New trial produces excellent safety results for rare pulmonary condition

A multicenter safety study at UC Davis Health tested a protein drug (INBRX-101), developed to improve care for people with alpha-1 antitrypsin deficiency (AATD), and showed the therapy is quite safe.

Published in the Journal of the COPD Foundation, these results are good news for patients with AATD. This trial also sets the stage for a pivotal phase 2/3 trial, which will assess the drug’s efficacy and possibly lead to U.S. Food and Drug Administration (FDA) approval.

“This is a really complex drug, and we were quite pleased the data showed it safe and tolerable,” said Brooks Kuhn, associate professor of pulmonology and principal investigator on the UC Davis Health arm of the trial. “You look at the side effect profile and most of them were aches and pains. That’s really exciting.”

Improving on an Existing Therapy

AATD is a rare genetic disease that affects around 100,000 people in the U.S. The condition is caused by low levels of alpha-1 antitrypsin (alpha-1), an essential protein that turns down the immune response. White blood cells, called neutrophils, respond to injury and infection, but eventually, when the danger has passed, alpha-1 comes in to calm those neutrophils. Low alpha-1 mean neutrophils literally don’t know when to quit, generating rampant inflammation in the lungs and other organs.

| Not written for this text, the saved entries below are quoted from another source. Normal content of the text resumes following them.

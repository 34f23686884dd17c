use crate::alphabet::{Symbol, ALPHABET};
use crate::wordlist::trie::trie::{NodeRef, Trie};

/// Children of one node in alphabet order.
#[derive(Debug)]
pub struct Children<'a> {
    idx: usize,
    node: NodeRef<'a>,
}

impl<'a> Iterator for Children<'a> {
    type Item = (Symbol, NodeRef<'a>);

    fn next(&mut self) -> Option<Self::Item> {
        while self.idx < ALPHABET.len() {
            let symbol = Symbol::from_index(self.idx)?;
            self.idx += 1;
            if let Some(child) = self.node.child_symbol(symbol) {
                return Some((symbol, child));
            }
        }
        None
    }
}

impl<'a> NodeRef<'a> {
    pub fn children(&self) -> Children<'a> {
        Children { idx: 0, node: *self }
    }
}

impl<'a> IntoIterator for NodeRef<'a> {
    type Item = (Symbol, NodeRef<'a>);
    type IntoIter = Children<'a>;

    fn into_iter(self) -> Self::IntoIter {
        self.children()
    }
}

/// One step of a prefix-order walk: the node, its depth (root is 0) and the
/// letter that leads to it (`None` for the root).
#[derive(Copy, Clone, Debug)]
pub struct Visit<'a> {
    pub depth: usize,
    pub letter: Option<Symbol>,
    pub node: NodeRef<'a>,
}

/// Prefix-order walk over the whole trie, children in alphabet order.
pub struct PrefixWalk<'a> {
    stack: Vec<Visit<'a>>,
}

impl<'a> Iterator for PrefixWalk<'a> {
    type Item = Visit<'a>;

    fn next(&mut self) -> Option<Self::Item> {
        let visit = self.stack.pop()?;
        let mut children = visit.node.children()
            .map(|(letter, node)| Visit { depth: visit.depth + 1, letter: Some(letter), node })
            .collect::<Vec<_>>();
        children.reverse();
        self.stack.extend(children);
        Some(visit)
    }
}

impl Trie {
    pub fn traverse_prefix(&self) -> PrefixWalk<'_> {
        PrefixWalk {
            stack: vec![Visit { depth: 0, letter: None, node: self.root() }],
        }
    }
}
use std::borrow::Cow;
use std::fmt::{Debug, Display, Formatter};

use crate::error::{TrieError, TrieResult};

pub const ALPHABET: &[u8] = "abcdefghijklmnopqrstuvwxyz".as_bytes();

/// One letter of [`ALPHABET`], stored as its offset from `a`.
///
/// The only way to get a `Symbol` is through a checked constructor, so every
/// value is in `0..ALPHABET.len()` and can index a child table directly.
#[derive(Copy, Clone, Ord, PartialOrd, Eq, PartialEq, Hash)]
pub struct Symbol(u8);

impl Symbol {
    pub fn from_char(c: char) -> Option<Symbol> {
        if c.is_ascii_lowercase() {
            Some(Symbol(c as u8 - b'a'))
        } else {
            None
        }
    }

    pub fn from_index(idx: usize) -> Option<Symbol> {
        if idx < ALPHABET.len() {
            Some(Symbol(idx as u8))
        } else {
            None
        }
    }

    pub fn index(self) -> usize {
        self.0 as usize
    }

    pub fn as_char(self) -> char {
        ALPHABET[self.index()] as char
    }

    pub fn all() -> impl Iterator<Item = Symbol> {
        (0..ALPHABET.len() as u8).map(Symbol)
    }
}

impl Debug for Symbol {
    fn fmt(&self, f: &mut Formatter<'_>) -> std::fmt::Result {
        write!(f, "Symbol({:?})", self.as_char())
    }
}

impl Display for Symbol {
    fn fmt(&self, f: &mut Formatter<'_>) -> std::fmt::Result {
        write!(f, "{}", self.as_char())
    }
}

/// Maps a lowercase ASCII letter to its symbol (`a` is 0, `z` is 25).
///
/// Anything else is an [`TrieError::InvalidCharacter`] with position 0; use
/// [`symbols_of`] to get errors that point into a whole word.
pub fn symbol_of(c: char) -> TrieResult<Symbol> {
    Symbol::from_char(c).ok_or_else(|| TrieError::InvalidCharacter {
        word: c.to_string(),
        position: 0,
        character: c,
    })
}

/// Checks that every character of `word` is in the alphabet. `position` in
/// the error counts characters, not bytes.
pub fn check_word(word: &str) -> TrieResult<()> {
    match word.chars().enumerate().find(|(_, c)| Symbol::from_char(*c).is_none()) {
        Some((position, character)) => Err(TrieError::InvalidCharacter {
            word: word.to_string(),
            position,
            character,
        }),
        None => Ok(()),
    }
}

/// Maps every character of `word`, failing on the first one outside the
/// alphabet.
pub fn symbols_of(word: &str) -> TrieResult<Vec<Symbol>> {
    check_word(word)?;
    Ok(word.chars().filter_map(Symbol::from_char).collect())
}

/// Lowercases ASCII and drops everything that is not in the alphabet.
pub fn normalize(s: &str) -> Cow<str> {
    if s.chars().all(|c| c.is_ascii_lowercase()) {
        Cow::Borrowed(s)
    } else {
        Cow::Owned(
            s.chars()
                .map(|c| c.to_ascii_lowercase())
                .filter(|c| c.is_ascii_lowercase())
                .collect(),
        )
    }
}
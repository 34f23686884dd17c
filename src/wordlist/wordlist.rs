use std::fs::File;
use std::io::{BufRead, BufReader};
use std::path::Path;
use std::time::Instant;

use delegate::delegate;
use rayon::prelude::*;
use tracing::{debug, info, warn};
use typed_builder::TypedBuilder;

use crate::error::{TrieError, TrieResult};
use crate::wordlist::trie::{BuildConfig, BuildStats, NodeRef, Trie, TrieBuilder};

/// How to pull a word out of each line of a word list.
#[derive(TypedBuilder, Clone, Debug)]
pub struct FileFormat {
    #[builder(default, setter(strip_option))]
    delimiter: Option<char>,
    #[builder(default, setter(strip_option))]
    word_column: Option<usize>,
    #[builder(default)]
    skip_blank_lines: bool,
}

impl Default for FileFormat {
    fn default() -> Self {
        FileFormat::builder().build()
    }
}

impl FileFormat {
    /// The word on `line`, or `None` if the line is to be ignored.
    /// `line_no` is 1-based and only used in errors.
    fn parse_line<'a>(&self, line: &'a str, line_no: usize) -> TrieResult<Option<&'a str>> {
        if self.skip_blank_lines && line.trim().is_empty() {
            return Ok(None);
        }
        let word = match self.delimiter {
            None => line,
            Some(delimiter) => {
                let column = self.word_column.unwrap_or(0);
                line.split(delimiter)
                    .nth(column)
                    .map(str::trim)
                    .ok_or(TrieError::MissingColumn { line: line_no, column })?
            }
        };
        if self.skip_blank_lines && word.is_empty() {
            return Ok(None);
        }
        Ok(Some(word))
    }
}

/// Reads one word per line. Lines end in `\n` or `\r\n`; a final newline does
/// not add an empty word. Lines that are not UTF-8 are skipped.
pub fn read_words<R: BufRead>(reader: R, format: &FileFormat) -> TrieResult<Vec<String>> {
    let mut words = Vec::new();
    let mut failures: usize = 0;

    for (idx, line) in reader.lines().enumerate() {
        match line {
            Ok(line) => {
                if let Some(word) = format.parse_line(&line, idx + 1)? {
                    words.push(word.to_string());
                }
            }
            Err(e) if e.kind() == std::io::ErrorKind::InvalidData => {
                warn!(line = idx + 1, "skipping line: {}", e);
                failures += 1;
            }
            Err(e) => return Err(e.into()),
        }
    }
    if failures > 0 {
        warn!(failures, "some lines could not be decoded");
    }
    Ok(words)
}

pub fn read_words_from_file<P: AsRef<Path>>(path: P, format: &FileFormat) -> TrieResult<Vec<String>> {
    let path = path.as_ref();
    info!("Reading words from {:?}", path);
    let file = File::open(path).map_err(|source| TrieError::Open { path: path.to_path_buf(), source })?;
    read_words(BufReader::new(file), format)
}

/// A built trie together with how it was built.
pub struct Wordlist {
    trie: Trie,
    config: BuildConfig,
    stats: BuildStats,
}

impl Wordlist {
    pub fn from_file<P: AsRef<Path>>(path: P, format: &FileFormat, config: BuildConfig) -> TrieResult<Wordlist> {
        let start = Instant::now();
        let words = read_words_from_file(path, format)?;
        info!("Reading took {:.3}s", start.elapsed().as_secs_f64());
        Wordlist::from_words(&words, config)
    }

    pub fn from_words<I, S>(words: I, config: BuildConfig) -> TrieResult<Wordlist>
        where I: IntoIterator<Item=S>, S: AsRef<str> {
        let start = Instant::now();
        let mut builder = TrieBuilder::with_config(config.clone());
        for word in words {
            builder.insert(word.as_ref())?;
            let seen = builder.stats().words_seen;
            if seen % 100_000 == 0 {
                debug!(seen, nodes = builder.trie().node_count(), "building");
            }
        }
        let stats = *builder.stats();
        let trie = builder.finish();

        let elapsed = start.elapsed();
        info!("Read {} words in {:.3}s ({} nodes, {} skipped, {} duplicates)",
              stats.words_seen, elapsed.as_secs_f64(), trie.node_count(), stats.skipped, stats.duplicates);
        Ok(Wordlist { trie, config, stats })
    }

    delegate! {
        to self.trie {
            pub fn contains(&self, word: &str) -> bool;
            pub fn traverse(&self, word: &str) -> Option<NodeRef<'_>>;
            pub fn node_count(&self) -> usize;
            pub fn word_count(&self) -> usize;
            pub fn estimated_bytes(&self) -> usize;
        }
    }

    pub fn trie(&self) -> &Trie {
        &self.trie
    }

    pub fn stats(&self) -> &BuildStats {
        &self.stats
    }

    /// Words from `words` that are not in the list, after applying the same
    /// policy used when building. Words the policy skips are not reported.
    pub fn missing<'w, S>(&self, words: &'w [S]) -> Vec<&'w str>
        where S: AsRef<str> + Sync {
        let policy = self.config.on_invalid;
        words.par_iter()
            .map(|w| w.as_ref())
            .filter(|w| policy.apply(w).map(|x| !self.trie.contains(&x)).unwrap_or(false))
            .collect()
    }
}

#[cfg(test)]
mod tests {
    use std::io::{Cursor, Write};

    use tempfile::NamedTempFile;

    use super::*;
    use crate::wordlist::trie::InvalidWordPolicy;

    fn read(input: &[u8], format: FileFormat) -> TrieResult<Vec<String>> {
        read_words(Cursor::new(input), &format)
    }

    #[test]
    fn splits_unix_and_windows_line_endings() {
        let words = read(b"cat\r\ncar\ndog\r\n", FileFormat::default()).unwrap();
        assert_eq!(words, vec!["cat", "car", "dog"]);
    }

    #[test]
    fn blank_lines_are_empty_words_unless_skipped() {
        assert_eq!(read(b"a\n\nb\n", FileFormat::default()).unwrap(), vec!["a", "", "b"]);
        assert_eq!(read(b"\n", FileFormat::default()).unwrap(), vec![""]);
        assert!(read(b"", FileFormat::default()).unwrap().is_empty());

        let format = FileFormat::builder().skip_blank_lines(true).build();
        assert_eq!(read(b"a\n\r\n\nb", format).unwrap(), vec!["a", "b"]);
    }

    #[test]
    fn picks_delimited_column() {
        let format = FileFormat::builder().delimiter('\t').word_column(1).build();
        let words = read(b"12\tapple\n7\tpear\n", format).unwrap();
        assert_eq!(words, vec!["apple", "pear"]);
    }

    #[test]
    fn blank_column_is_skipped_with_blank_lines() {
        let format = FileFormat::builder().delimiter('\t').word_column(1).skip_blank_lines(true).build();
        let words = read(b"1\tcat\n\n2\t\n3\t  \n", format).unwrap();
        assert_eq!(words, vec!["cat"]);

        let wl = Wordlist::from_words(&words, BuildConfig::default()).unwrap();
        assert!(!wl.trie().root().is_word_end());
    }

    #[test]
    fn missing_column_is_an_error() {
        let format = FileFormat::builder().delimiter(',').word_column(2).build();
        match read(b"a,b,c\nd,e\n", format) {
            Err(TrieError::MissingColumn { line, column }) => {
                assert_eq!(line, 2);
                assert_eq!(column, 2);
            }
            other => panic!("expected MissingColumn, got {:?}", other),
        }
    }

    #[test]
    fn skips_undecodable_lines() {
        let words = read(b"ok\n\xff\xfe\nfine\n", FileFormat::default()).unwrap();
        assert_eq!(words, vec!["ok", "fine"]);
    }

    #[test]
    fn loads_wordlist_from_file() {
        let mut file = NamedTempFile::new().unwrap();
        write!(file, "a\nan\nand\nand\n").unwrap();

        let wl = Wordlist::from_file(file.path(), &FileFormat::default(), BuildConfig::default()).unwrap();
        assert_eq!(wl.word_count(), 3);
        assert_eq!(wl.node_count(), 4);
        assert_eq!(wl.stats().duplicates, 1);
        assert!(wl.contains("an"));
        assert!(wl.traverse("and").unwrap().is_leaf());
    }

    #[test]
    fn open_error_names_the_path() {
        let dir = tempfile::tempdir().unwrap();
        let path = dir.path().join("nope.txt");
        match Wordlist::from_file(&path, &FileFormat::default(), BuildConfig::default()) {
            Err(TrieError::Open { path: p, .. }) => assert_eq!(p, path),
            other => panic!("expected Open error, got {:?}", other.map(|_| ())),
        }
    }

    #[test]
    fn missing_applies_build_policy() {
        let config = BuildConfig::builder().on_invalid(InvalidWordPolicy::Normalize).build();
        let wl = Wordlist::from_words(["Cat", "dog"], config).unwrap();
        let queries = vec!["cat", "CAT", "Dog", "cow", "!!"];
        assert_eq!(wl.missing(&queries), vec!["cow"]);

        let wl = Wordlist::from_words(["cat"], BuildConfig::default()).unwrap();
        assert_eq!(wl.missing(&["cat", "Cat", "cow"]), vec!["cow"]);
    }
}
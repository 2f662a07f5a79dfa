use std::collections::{BTreeSet, HashMap};

use relay_api::{MessageId, PartitionId};

/// Lifecycle of one delivered message.
///
/// `Delivered → Acked` and `Delivered → Expired` are terminal.
/// `Delivered → Nacked → Delivered` is the redelivery loop.
#[derive(Debug, Clone, Copy, PartialEq, Eq)]
pub enum DeliveryState {
    Delivered,
    Acked,
    Nacked,
    Expired,
}

impl DeliveryState {
    pub fn is_terminal(self) -> bool {
        matches!(self, DeliveryState::Acked | DeliveryState::Expired)
    }
}

#[derive(Debug, Clone)]
pub struct DeliveryRecord {
    pub id: MessageId,
    pub state: DeliveryState,
    pub delivery_count: u32,
}

/// Result of `ack` / `expire`.
#[derive(Debug, Clone, Copy, PartialEq, Eq)]
pub enum Settled {
    /// State changed. `commit` is the new cursor if the committable prefix grew.
    Done { commit: Option<u64> },
    /// Already terminal (or already below the cursor). Nothing changed.
    Duplicate,
    /// Never recorded.
    Unknown,
}

#[derive(Debug, Clone, Copy, PartialEq, Eq)]
pub enum NackOutcome {
    /// Redeliver; the next delivery carries `delivery_count`.
    Requeue { delivery_count: u32 },
    /// Requeue asked but `max_redeliveries` reached: dead-letter, then `expire`.
    Exhausted { delivery_count: u32 },
    /// Nacked without requeue: dead-letter, then `expire`.
    Rejected { delivery_count: u32 },
    /// Already terminal or never recorded.
    Ignored,
}

#[derive(Debug, Default)]
struct Ledger {
    /// Offsets in Delivered/Nacked state.
    outstanding: BTreeSet<u64>,
    /// Terminal offsets above the cursor whose records are still kept.
    settled: BTreeSet<u64>,
    committed: Option<u64>,
}

impl Ledger {
    /// Highest offset such that every tracked offset at or below it is terminal.
    fn commit_candidate(&self) -> Option<u64> {
        let highest_settled = *self.settled.iter().next_back()?;
        let candidate = match self.outstanding.iter().next() {
            None => highest_settled,
            Some(0) => return None,
            Some(&min) => highest_settled.min(min - 1),
        };
        match self.committed {
            Some(c) if candidate <= c => None,
            _ => Some(candidate),
        }
    }
}

/// Per-subscription acknowledgment state.
///
/// Lookup by message id is a hash-map hit; the minimum outstanding offset of a
/// partition comes from an ordered set, so computing the advanceable cursor
/// is O(log n). Records are dropped once the cursor passes them.
#[derive(Debug)]
pub struct AckTracker {
    records: HashMap<MessageId, DeliveryRecord>,
    ledgers: HashMap<PartitionId, Ledger>,
    max_redeliveries: u32,
}

impl AckTracker {
    pub fn new(max_redeliveries: u32) -> Self {
        Self {
            records: HashMap::new(),
            ledgers: HashMap::new(),
            max_redeliveries: max_redeliveries.max(1),
        }
    }

    /// Seed the committed cursor (loaded from the offset store).
    pub fn set_committed(&mut self, partition: &PartitionId, offset: u64) {
        self.ledgers.entry(partition.clone()).or_default().committed = Some(offset);
    }

    pub fn committed(&self, partition: &PartitionId) -> Option<u64> {
        self.ledgers.get(partition).and_then(|l| l.committed)
    }

    /// Register a (re)delivery. A Nacked record goes back to Delivered with
    /// the given count; terminal records are left untouched.
    pub fn record(&mut self, id: &MessageId, delivery_count: u32) {
        let ledger = self.ledgers.entry(id.partition.clone()).or_default();
        if ledger.committed.is_some_and(|c| id.offset <= c) {
            return;
        }
        match self.records.get_mut(id) {
            Some(rec) if rec.state.is_terminal() => {}
            Some(rec) => {
                rec.state = DeliveryState::Delivered;
                rec.delivery_count = delivery_count;
            }
            None => {
                ledger.outstanding.insert(id.offset);
                self.records.insert(
                    id.clone(),
                    DeliveryRecord {
                        id: id.clone(),
                        state: DeliveryState::Delivered,
                        delivery_count,
                    },
                );
            }
        }
    }

    pub fn ack(&mut self, id: &MessageId) -> Settled {
        self.settle(id, DeliveryState::Acked)
    }

    /// Terminal failure: the message was dead-lettered.
    pub fn expire(&mut self, id: &MessageId) -> Settled {
        self.settle(id, DeliveryState::Expired)
    }

    pub fn nack(&mut self, id: &MessageId, requeue: bool) -> NackOutcome {
        let Some(rec) = self.records.get_mut(id) else {
            return NackOutcome::Ignored;
        };
        if rec.state.is_terminal() {
            return NackOutcome::Ignored;
        }
        rec.state = DeliveryState::Nacked;
        let count = rec.delivery_count;
        if !requeue {
            NackOutcome::Rejected { delivery_count: count }
        } else if count < self.max_redeliveries {
            NackOutcome::Requeue { delivery_count: count + 1 }
        } else {
            NackOutcome::Exhausted { delivery_count: count }
        }
    }

    /// Delivered or Nacked records of `partition`.
    pub fn pending_count(&self, partition: &PartitionId) -> usize {
        self.ledgers.get(partition).map_or(0, |l| l.outstanding.len())
    }

    pub fn total_pending(&self) -> usize {
        self.ledgers.values().map(|l| l.outstanding.len()).sum()
    }

    pub fn min_outstanding(&self, partition: &PartitionId) -> Option<u64> {
        self.ledgers
            .get(partition)
            .and_then(|l| l.outstanding.iter().next().copied())
    }

    pub fn get(&self, id: &MessageId) -> Option<&DeliveryRecord> {
        self.records.get(id)
    }

    pub fn state(&self, id: &MessageId) -> Option<DeliveryState> {
        self.records.get(id).map(|r| r.state)
    }

    fn settle(&mut self, id: &MessageId, state: DeliveryState) -> Settled {
        let Some(ledger) = self.ledgers.get_mut(&id.partition) else {
            return Settled::Unknown;
        };
        let Some(rec) = self.records.get_mut(id) else {
            return if ledger.committed.is_some_and(|c| id.offset <= c) {
                Settled::Duplicate
            } else {
                Settled::Unknown
            };
        };
        if rec.state.is_terminal() {
            return Settled::Duplicate;
        }

        rec.state = state;
        ledger.outstanding.remove(&id.offset);
        ledger.settled.insert(id.offset);

        let commit = ledger.commit_candidate();
        if let Some(c) = commit {
            ledger.committed = Some(c);
            let above = ledger.settled.split_off(&(c + 1));
            let pruned = std::mem::replace(&mut ledger.settled, above);
            for offset in pruned {
                self.records
                    .remove(&MessageId::new(id.partition.clone(), offset));
            }
        }
        Settled::Done { commit }
    }
}
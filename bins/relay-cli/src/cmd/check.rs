use crate::config::{self, CheckArgs};
use crate::error::CliError;

pub fn run(args: CheckArgs) -> Result<(), CliError> {
    let config = config::load(Some(&args.config))?;
    println!("{} is valid", args.config);
    println!("{config:#?}");
    Ok(())
}
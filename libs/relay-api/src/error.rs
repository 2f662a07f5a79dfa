use std::fmt;

/// Category of a transport error. Lets the client decide between
/// retrying, reconnecting and failing fast.
#[derive(Debug, Clone, Copy, PartialEq, Eq)]
pub enum ErrorKind {
    /// Invalid endpoint or client configuration. Permanent.
    Config,
    /// I/O or network error. Transient: reconnect and retry.
    Io,
    /// The broker has no destination for the message (unknown topic/partition).
    Unroutable,
    /// The connection was closed underneath the caller. Transient.
    Closed,
    /// Logical error (invalid state, protocol misuse).
    Logic,
}

impl ErrorKind {
    /// Whether an operation failing with this kind may succeed on a fresh connection.
    pub fn is_transient(self) -> bool {
        matches!(self, ErrorKind::Io | ErrorKind::Closed)
    }
}

impl fmt::Display for ErrorKind {
    fn fmt(&self, f: &mut fmt::Formatter<'_>) -> fmt::Result {
        match self {
            ErrorKind::Config => f.write_str("config"),
            ErrorKind::Io => f.write_str("io"),
            ErrorKind::Unroutable => f.write_str("unroutable"),
            ErrorKind::Closed => f.write_str("closed"),
            ErrorKind::Logic => f.write_str("logic"),
        }
    }
}

/// Error returned by every `Connector` / `Transport` method.
#[derive(Debug, Clone)]
pub struct TransportError {
    kind: ErrorKind,
    message: String,
}

impl TransportError {
    pub fn config(msg: impl Into<String>) -> Self {
        Self { kind: ErrorKind::Config, message: msg.into() }
    }

    pub fn io(msg: impl Into<String>) -> Self {
        Self { kind: ErrorKind::Io, message: msg.into() }
    }

    pub fn unroutable(msg: impl Into<String>) -> Self {
        Self { kind: ErrorKind::Unroutable, message: msg.into() }
    }

    pub fn closed(msg: impl Into<String>) -> Self {
        Self { kind: ErrorKind::Closed, message: msg.into() }
    }

    pub fn logic(msg: impl Into<String>) -> Self {
        Self { kind: ErrorKind::Logic, message: msg.into() }
    }

    pub fn kind(&self) -> ErrorKind {
        self.kind
    }

    pub fn message(&self) -> &str {
        &self.message
    }

    pub fn is_transient(&self) -> bool {
        self.kind.is_transient()
    }

    /// Add context to the error, preserving the original ErrorKind.
    ///
    /// Produces: `"context: original message"`.
    pub fn with_context(self, ctx: impl fmt::Display) -> Self {
        Self {
            kind: self.kind,
            message: format!("{ctx}: {}", self.message),
        }
    }
}

impl fmt::Display for TransportError {
    fn fmt(&self, f: &mut fmt::Formatter<'_>) -> fmt::Result {
        write!(f, "[{}] {}", self.kind, self.message)
    }
}

impl std::error::Error for TransportError {}

// ---------------------------------------------------------------------------
// From impls: standard error types → TransportError with correct ErrorKind
// ---------------------------------------------------------------------------

impl From<std::io::Error> for TransportError {
    fn from(e: std::io::Error) -> Self {
        Self::io(e.to_string())
    }
}

impl From<serde_json::Error> for TransportError {
    fn from(e: serde_json::Error) -> Self {
        Self::logic(e.to_string())
    }
}

#[cfg(test)]
mod tests {
    use super::*;

    #[test]
    fn test_transient_kinds() {
        assert!(TransportError::io("reset").is_transient());
        assert!(TransportError::closed("gone").is_transient());
        assert!(!TransportError::config("bad endpoint").is_transient());
        assert!(!TransportError::unroutable("no topic").is_transient());
    }

    #[test]
    fn test_with_context_keeps_kind() {
        let e = TransportError::io("connection reset").with_context("fetch orders/0");
        assert_eq!(e.kind(), ErrorKind::Io);
        assert_eq!(e.message(), "fetch orders/0: connection reset");
        assert_eq!(e.to_string(), "[io] fetch orders/0: connection reset");
    }
}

“Alpha-one is supposed to come in and tell neutrophils the war is over,” said Kuhn. “But when a patient is deficient, they have unchecked, persistent neutrophilic inflammation. Because the lungs are at the front lines of exposure, they typically take the hardest hits.”

AATD patients experience a variety of symptoms, including shortness of breath, chronic coughs, lung infections, emphysema, fatigue and rapid heartbeat. For the past 40 years, the standard treatment has been weekly infusions of plasma-derived alpha-1. However, the treatment can be quite onerous.

“This is one of those instances where the therapy might be almost as challenging as the actual disease,” said Kuhn. “Patients must get an infusion once a week, which ends up taking half a day. For working people, it's a real challenge.”

Another downside to the existing therapy is its plasma derivation. During the COVID-19 pandemic, supplies were short because people were afraid to go out and donate. This was a bad time for AATD patients, who faced a deadly respiratory virus without their normal prophylactic care.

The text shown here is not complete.